PHOTOS Calgary Balloon Man flies balloon-powered lawn chair over city

Burning Man

 

A helium activist known as the Calgary Balloon Man has gained international fame for floating in a balloon chair over the Canadian city.

Daniel Boria, 26, founder of helium enthusiasts All Clean Natural, decided that the best way to promote his company would be via a major publicity stunt. He wanted to do something big, in order to draw attention away from major helium conglomerates–and so, with a skydiving idea in mind, he traveled to the United States eight months ago, in order to acquire a skydiving license.

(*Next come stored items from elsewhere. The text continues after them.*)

//! CLI commands for reports
//!
//! Provides commands for the statistics summary and the monthly expense
//! analysis.

use clap::Subcommand;

use crate::error::{BudgetError, BudgetResult};
use crate::models::MonthKey;
use crate::reports::{MonthlyBreakdown, TotalsReport};
use crate::storage::Storage;

/// Report subcommands
#[derive(Subcommand, Debug)]
pub enum ReportCommands {
    /// Show income, expense, and balance totals
    Stats {
        /// Restrict to one month (YYYY-MM); defaults to all time
        #[arg(short, long)]
        month: Option<String>,
    },

    /// Show the expense breakdown by category for a month
    Analysis {
        /// Month to analyze (YYYY-MM), defaults to the current month
        #[arg(short, long)]
        month: Option<String>,
    },
}

/// Handle a report command
pub fn handle_report_command(storage: &Storage, cmd: ReportCommands) -> BudgetResult<()> {
    match cmd {
        ReportCommands::Stats { month } => {
            let report = match month {
                Some(raw) => TotalsReport::generate_for_month(storage, parse_month(&raw)?)?,
                None => TotalsReport::generate(storage)?,
            };
            println!("{}", report.format_terminal());
        }

        ReportCommands::Analysis { month } => {
            let month = match month {
                Some(raw) => parse_month(&raw)?,
                None => MonthKey::current(),
            };
            let report = MonthlyBreakdown::generate(storage, month)?;
            println!("{}", report.format_terminal());
        }
    }

    Ok(())
}

fn parse_month(raw: &str) -> BudgetResult<MonthKey> {
    MonthKey::parse(raw).map_err(|e| {
        BudgetError::Validation(format!(
            "Invalid month format: {}. Use YYYY-MM (e.g., 2025-01)",
            e
        ))
    })
}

As Boria told the Toronto Star, he learned “just enough” to get licensed. But that was only the first problem he encountered. As it turned out, no pilot was willing to fly Boria to the necessary height without Boria first getting a permit to jump over the Calgary Stampede, the city’s huge annual rodeo festival. A permit meant ruining the element of surprise, but, in Boria’s words,

 

We couldn’t find anyone who could get me to that altitude. No pilots were willing to lose their license to fly me into controlled airspace. We went as far (as) to consider bringing a Mexican into the country as a temporary worker to fly the plane. That’s when we turned to helium.

 

One $20 chair, $12,000 worth of helium, and a single calculator-and-pencil-concocted plan later, Boria had become the Calgary Balloon Man, and was in flight. The CBM reflected on his flight in an interview with the Calgary Herald:

 

I was going almost 1,000 feet a minute. It was crazy. I was looking up at the balloons and a few were popping as I rose…when one of those big balloons pop it sounds like a gun going off. I was looking up at the balloons popping and looking down at my feet dangling…through the clouds and below me I could see 747s landing.

 

All told, the Calgary Balloon Man was in the air for “about 20 to 30 minutes.” He said the whole experience “was insane…You’re just by yourself up above the clouds. It was the weirdest, most relaxing and frightening moment at the same time. It was incredibly peaceful up there.”

 

 

Unfortunately for the Calgary Balloon Man, bad weather forced him to abandon ship before he could skydive directly into the Stampede. He landed in a field about two miles short, where police picked him up and arrested him on two charges: mischief causing danger to life, and mischief to property under $5,000. The second charge was later dropped.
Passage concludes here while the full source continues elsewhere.